DATA PROVIDED:
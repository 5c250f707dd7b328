mod common;

use axum::http::{Method, StatusCode};
use common::{money, read_json, TestApp, CUSTOMER_ID};
use rust_decimal_macros::dec;
use serde_json::json;

#[tokio::test]
async fn health_reports_database_up() {
    let app = TestApp::new().await;
    let response = app.request(Method::GET, "/health", None, None).await;
    assert_eq!(response.status(), StatusCode::OK);
    assert!(response.headers().contains_key("x-request-id"));

    let body = read_json(response).await;
    assert_eq!(body["status"], "up");
    assert_eq!(body["database"], "up");
}

#[tokio::test]
async fn product_writes_require_an_admin() {
    let app = TestApp::new().await;
    let payload = json!({ "name": "Foil heart", "price": "99.90", "stock": 12 });

    let anonymous = app
        .request(Method::POST, "/api/v1/products", Some(payload.clone()), None)
        .await;
    assert_eq!(anonymous.status(), StatusCode::UNAUTHORIZED);

    let customer = app.customer_token();
    let forbidden = app
        .request(Method::POST, "/api/v1/products", Some(payload.clone()), Some(&customer))
        .await;
    assert_eq!(forbidden.status(), StatusCode::FORBIDDEN);

    let admin = app.admin_token();
    let created = app
        .request(Method::POST, "/api/v1/products", Some(payload), Some(&admin))
        .await;
    assert_eq!(created.status(), StatusCode::CREATED);
    let body = read_json(created).await;
    assert_eq!(body["success"], true);
    assert_eq!(body["data"]["name"], "Foil heart");
    assert_eq!(money(&body["data"]["price"]), dec!(99.90));
    assert!(body["data"].get("deleted").is_none());
}

#[tokio::test]
async fn products_can_be_listed_fetched_and_soft_deleted() {
    let app = TestApp::new().await;
    let first = app.seed_product("Balloon", dec!(40), 100).await;
    app.seed_product("Ribbon", dec!(15), 100).await;
    let admin = app.admin_token();

    let listed = read_json(
        app.request(Method::GET, "/api/v1/products?page=1&per_page=10", None, None)
            .await,
    )
    .await;
    assert_eq!(listed["data"]["total"], 2);
    assert_eq!(listed["data"]["items"].as_array().unwrap().len(), 2);

    let uri = format!("/api/v1/products/{}", first.id);
    let fetched = app.request(Method::GET, &uri, None, None).await;
    assert_eq!(fetched.status(), StatusCode::OK);

    let deleted = app.request(Method::DELETE, &uri, None, Some(&admin)).await;
    assert_eq!(deleted.status(), StatusCode::OK);
    let gone = app.request(Method::GET, &uri, None, None).await;
    assert_eq!(gone.status(), StatusCode::NOT_FOUND);

    let listed = read_json(app.request(Method::GET, "/api/v1/products", None, None).await).await;
    assert_eq!(listed["data"]["total"], 1);
    assert!(app.product(first.id).await.deleted);
}

#[tokio::test]
async fn checkout_over_http_returns_order_and_payment_link() {
    let app = TestApp::new().await;
    let product = app.seed_product("Balloon", dec!(120), 5).await;
    let token = app.customer_token();

    let response = app
        .request(
            Method::POST,
            "/api/v1/orders",
            Some(json!({
                "orderItems": [{ "product": product.id, "amount": 2 }],
                "shippingAddress": {
                    "fullName": "Olena Test",
                    "phone": "+380501234567",
                    "city": "Kyiv",
                    "street": "Khreshchatyk 1"
                },
                "deliveryMethod": "courier",
                "paymentMethod": "gateway",
                "notes": "Ring twice"
            })),
            Some(&token),
        )
        .await;
    assert_eq!(response.status(), StatusCode::CREATED);

    let body = read_json(response).await;
    let data = &body["data"];
    assert!(data["paymentLink"]
        .as_str()
        .unwrap()
        .starts_with("https://www.liqpay.ua/api/3/checkout?"));
    assert!(data["message"].as_str().is_some());
    assert_eq!(data["order"]["userId"], CUSTOMER_ID);
    assert_eq!(data["order"]["deliveryMethod"], "courier");
    assert_eq!(data["order"]["paymentMethod"], "gateway");
    assert_eq!(data["order"]["status"], "Pending");
    assert_eq!(money(&data["order"]["subtotal"]), dec!(240));
    assert_eq!(money(&data["order"]["deliveryFee"]), dec!(100));
    assert_eq!(money(&data["order"]["totalPrice"]), dec!(340));
    assert_eq!(data["order"]["orderItems"][0]["product"], product.id.to_string());
    assert_eq!(app.product(product.id).await.stock, 3);
}

#[tokio::test]
async fn checkout_errors_map_to_statuses() {
    let app = TestApp::new().await;
    let product = app.seed_product("Balloon", dec!(120), 1).await;
    let token = app.customer_token();
    let order = |amount: i32| {
        json!({
            "orderItems": [{ "product": product.id, "amount": amount }],
            "shippingAddress": { "fullName": "A", "phone": "1", "city": "Kyiv" },
            "deliveryMethod": "pickup",
            "paymentMethod": "cashOnDelivery"
        })
    };

    let unauthenticated = app
        .request(Method::POST, "/api/v1/orders", Some(order(1)), None)
        .await;
    assert_eq!(unauthenticated.status(), StatusCode::UNAUTHORIZED);

    let short = app
        .request(Method::POST, "/api/v1/orders", Some(order(5)), Some(&token))
        .await;
    assert_eq!(short.status(), StatusCode::CONFLICT);
    let body = read_json(short).await;
    assert!(body["message"].as_str().unwrap().contains("Balloon"));

    let bad_method = app
        .request(
            Method::POST,
            "/api/v1/orders",
            Some(json!({
                "orderItems": [{ "product": product.id, "amount": 1 }],
                "shippingAddress": { "fullName": "A", "phone": "1", "city": "Kyiv" },
                "deliveryMethod": "teleport",
                "paymentMethod": "cashOnDelivery"
            })),
            Some(&token),
        )
        .await;
    assert_eq!(bad_method.status(), StatusCode::BAD_REQUEST);
    assert_eq!(app.product(product.id).await.stock, 1);
}

#[tokio::test]
async fn admin_moves_orders_through_statuses() {
    let app = TestApp::new().await;
    let product = app.seed_product("Balloon", dec!(120), 5).await;
    let order_id = app
        .place_order(
            &[(product.id, 2)],
            storefront_api::entities::order::PaymentMethod::CashOnDelivery,
        )
        .await
        .order
        .order
        .id;
    let uri = format!("/api/v1/orders/{}/status", order_id);

    let customer = app.customer_token();
    let denied = app
        .request(Method::PUT, &uri, Some(json!({ "status": "Shipped" })), Some(&customer))
        .await;
    assert_eq!(denied.status(), StatusCode::FORBIDDEN);

    let admin = app.admin_token();
    let shipped = app
        .request(Method::PUT, &uri, Some(json!({ "status": "Shipped" })), Some(&admin))
        .await;
    assert_eq!(shipped.status(), StatusCode::OK);
    assert_eq!(read_json(shipped).await["data"]["status"], "Shipped");

    let cancelled = app
        .request(Method::PUT, &uri, Some(json!({ "status": "Cancelled" })), Some(&admin))
        .await;
    assert_eq!(cancelled.status(), StatusCode::OK);
    assert_eq!(app.product(product.id).await.stock, 5);

    let reopened = app
        .request(Method::PUT, &uri, Some(json!({ "status": "Pending" })), Some(&admin))
        .await;
    assert_eq!(reopened.status(), StatusCode::BAD_REQUEST);
}

#[tokio::test]
async fn customers_see_only_their_orders() {
    let app = TestApp::new().await;
    let product = app.seed_product("Balloon", dec!(120), 5).await;
    let order_id = app
        .place_order(
            &[(product.id, 1)],
            storefront_api::entities::order::PaymentMethod::CashOnDelivery,
        )
        .await
        .order
        .order
        .id;
    let uri = format!("/api/v1/orders/{}", order_id);

    let owner = app.customer_token();
    let own = app.request(Method::GET, &uri, None, Some(&owner)).await;
    assert_eq!(own.status(), StatusCode::OK);

    let other = app.token_for("customer-2", &[]);
    let hidden = app.request(Method::GET, &uri, None, Some(&other)).await;
    assert_eq!(hidden.status(), StatusCode::NOT_FOUND);

    let listed = read_json(
        app.request(Method::GET, "/api/v1/orders", None, Some(&other))
            .await,
    )
    .await;
    assert_eq!(listed["data"]["total"], 0);
}

#[tokio::test]
async fn promotions_over_http_reprice_products() {
    let app = TestApp::new().await;
    let product = app.seed_product("Bouquet", dec!(500), 5).await;
    let admin = app.admin_token();
    let now = chrono::Utc::now();

    let created = app
        .request(
            Method::POST,
            "/api/v1/promotions",
            Some(json!({
                "title": "Spring sale",
                "discount": 20,
                "products": [product.id],
                "startDate": now,
                "endDate": now + chrono::Duration::days(3)
            })),
            Some(&admin),
        )
        .await;
    assert_eq!(created.status(), StatusCode::CREATED);
    let body = read_json(created).await;
    let promotion_id = body["data"]["id"].as_str().unwrap().to_string();
    assert_eq!(body["data"]["isActive"], true);
    assert_eq!(body["data"]["products"][0], product.id.to_string());

    let fetched = read_json(
        app.request(Method::GET, &format!("/api/v1/products/{}", product.id), None, None)
            .await,
    )
    .await;
    assert_eq!(money(&fetched["data"]["price"]), dec!(400));
    assert_eq!(money(&fetched["data"]["originalPrice"]), dec!(500));

    let active = read_json(
        app.request(Method::GET, "/api/v1/promotions?active=true", None, None)
            .await,
    )
    .await;
    assert_eq!(active["data"].as_array().unwrap().len(), 1);

    let uri = format!("/api/v1/promotions/{}", promotion_id);
    let toggled = app
        .request(Method::PUT, &uri, Some(json!({ "isActive": false })), Some(&admin))
        .await;
    assert_eq!(toggled.status(), StatusCode::OK);
    assert_eq!(app.product(product.id).await.price, dec!(500));

    let deleted = app.request(Method::DELETE, &uri, None, Some(&admin)).await;
    assert_eq!(deleted.status(), StatusCode::OK);
    let missing = app.request(Method::GET, &uri, None, None).await;
    assert_eq!(missing.status(), StatusCode::NOT_FOUND);
}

EXERCISE GOAL: Return every line of the material in which the word "reopened" is found.

SOLUTION:
    let reopened = app
    assert_eq!(reopened.status(), StatusCode::BAD_REQUEST);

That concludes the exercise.